Having your camera on during your Google Meet isn’t that big of a deal.


Art by Sathvik Manam

With LHS’ new rule on cameras, if your teacher prefers your camera to be on, just turn it on. It may not be ideal, but we are in the middle of a pandemic, so really none of this is.

So, it’s official. Starting Monday, Nov. 23, LHS will be completely remote until the end of January. The announcement has left teachers scrambling to plan their lessons while students also try to prepare themselves for the switch. 

One of the changes that has been made to the remote learning style is that all students must join Google Meet in their classes for each period. This will allow them to attend lectures/get instructions, similar to regular school.
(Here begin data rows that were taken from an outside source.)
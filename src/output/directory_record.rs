// 该文件是 Biaozhu （标注） 项目的一部分。
// src/output/directory_record.rs - 目录记录输出
//
// 本文件根据 Apache 许可证第 2.0 版（以下简称“许可证”）授权使用；
// 除非遵守该许可证条款，否则您不得使用本文件。
// 您可通过以下网址获取许可证副本：
// http://www.apache.org/licenses/LICENSE-2.0
// 除非适用法律要求或书面同意，根据本许可协议分发的软件均按“原样”提供，
// 不附带任何形式的明示或暗示的保证或条件。
// 有关许可权限与限制的具体条款，请参阅本许可协议。
//
// Copyright (C) 2026 Johann Li <me@qinka.pro>, Wareless Group

use chrono::{Datelike, Utc};
use std::path::PathBuf;
use std::sync::{Mutex, PoisonError};
use thiserror::Error;
use tracing::debug;

use crate::{
  FromUrl, FromUrlWithScheme,
  annotation::ResultEnvelope,
  output::{Publish, PublishOutcome},
};

#[derive(Error, Debug)]
pub enum DirectoryRecordOutputError {
  #[error("URI 方案不匹配")]
  SchemeMismatch,
  #[error("JSON 序列化错误: {0}")]
  JsonError(#[from] serde_json::Error),
  #[error("I/O 错误: {0}")]
  IoError(#[from] std::io::Error),
}

/// 把结果写成本地 JSON 文件：`<dir>/YYYY/MM/DD/HH-MM-SS-<task>-<序号>.json`
///
/// 时间为 UTC，序号是 4 位大写十六进制，`<task>` 中的 `/` 和 `\` 替换为 `_`。
///
/// `folder:///path/to/dir?pretty` 输出带缩进的 JSON。
pub struct DirectoryRecordOutput {
  directory: PathBuf,
  pretty: bool,
  record_counter: Mutex<u16>,
}

impl FromUrlWithScheme for DirectoryRecordOutput {
  const SCHEME: &'static str = "folder";
}

impl FromUrl for DirectoryRecordOutput {
  type Error = DirectoryRecordOutputError;

  fn from_url(uri: &url::Url) -> Result<Self, Self::Error> {
    if uri.scheme() != Self::SCHEME {
      return Err(DirectoryRecordOutputError::SchemeMismatch);
    }

    let pretty = uri.query_pairs().any(|(k, _)| k == "pretty");

    Ok(DirectoryRecordOutput {
      directory: PathBuf::from(uri.path()),
      pretty,
      record_counter: Mutex::new(0),
    })
  }
}

impl DirectoryRecordOutput {
  fn record_id(&self) -> u16 {
    let mut counter = self
      .record_counter
      .lock()
      .unwrap_or_else(PoisonError::into_inner);
    let id = counter.wrapping_add(1);
    *counter = id;
    id
  }

  fn record_path(&self, envelope: &ResultEnvelope) -> Result<PathBuf, DirectoryRecordOutputError> {
    let now = Utc::now();
    let directory = self
      .directory
      .join(now.year().to_string())
      .join(format!("{:02}", now.month()))
      .join(format!("{:02}", now.day()));
    if !directory.exists() {
      std::fs::create_dir_all(&directory)?;
    }

    let task = envelope.task.to_string().replace(['/', '\\'], "_");
    Ok(directory.join(format!(
      "{}-{}-{:04X}.json",
      now.format("%H-%M-%S"),
      task,
      self.record_id()
    )))
  }
}

impl Publish for DirectoryRecordOutput {
  type Error = DirectoryRecordOutputError;

  fn publish(&self, envelope: &ResultEnvelope) -> Result<PublishOutcome, Self::Error> {
    let path = self.record_path(envelope)?;
    let json = if self.pretty {
      serde_json::to_vec_pretty(envelope)?
    } else {
      serde_json::to_vec(envelope)?
    };
    std::fs::write(&path, json)?;
    debug!("任务 {} 的预测结果写入 {}", envelope.task, path.display());
    Ok(PublishOutcome::Accepted)
  }
}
Unlike in the spring, the expectation will be that all students must keep their cameras on during their classes. Students with legitimate reasons to have their camera off must reach out to their house offices and make other arrangements as needed.

Now, it may seem like your teachers are forcing you to turn your camera on for your classes because they hate you and want to make you miserable, but I promise that isn’t the case. 

Teachers are expected to teach remotely for around 30-45 minutes. This means they will spend about half of the 90-minute period lecturing. Imagine giving a speech in a room full of people that you know are listening, yet you can’t see them and have no idea how they are reacting to what you’re saying. 

That’s what teachers are expected to do. Five days a week.

Teachers have so much to juggle as we make the switch to remote learning. Isn’t the least we can do turn on our cameras? Being able to see students’ faces as they teach will make teachers feel more comfortable, making the period go more smoothly overall.

Not only this but using your camera during classes also resembles the school environment. In the days before COVID-19 (if you can believe there was a time we didn’t wear masks everywhere) you came in and sat through all your classes, which is basically the equivalent to having your camera on. It means being present. 

Although I understand it will be early in the morning, and you would much rather secretly sit on TikTok while class is in session, we must remember that although school will be online, it is still school.

You wouldn’t lay down and watch TikToks in the middle of precalculus in school, so don’t do it during your Google Meet. 

With the madness of remote learning weighing down on everyone right now, we should do our best to be cooperative and make the process as easy as possible. 

If your teacher prefers your camera to be on, just turn it on. It may not be ideal, but we are in the middle of a pandemic, so really none of this is.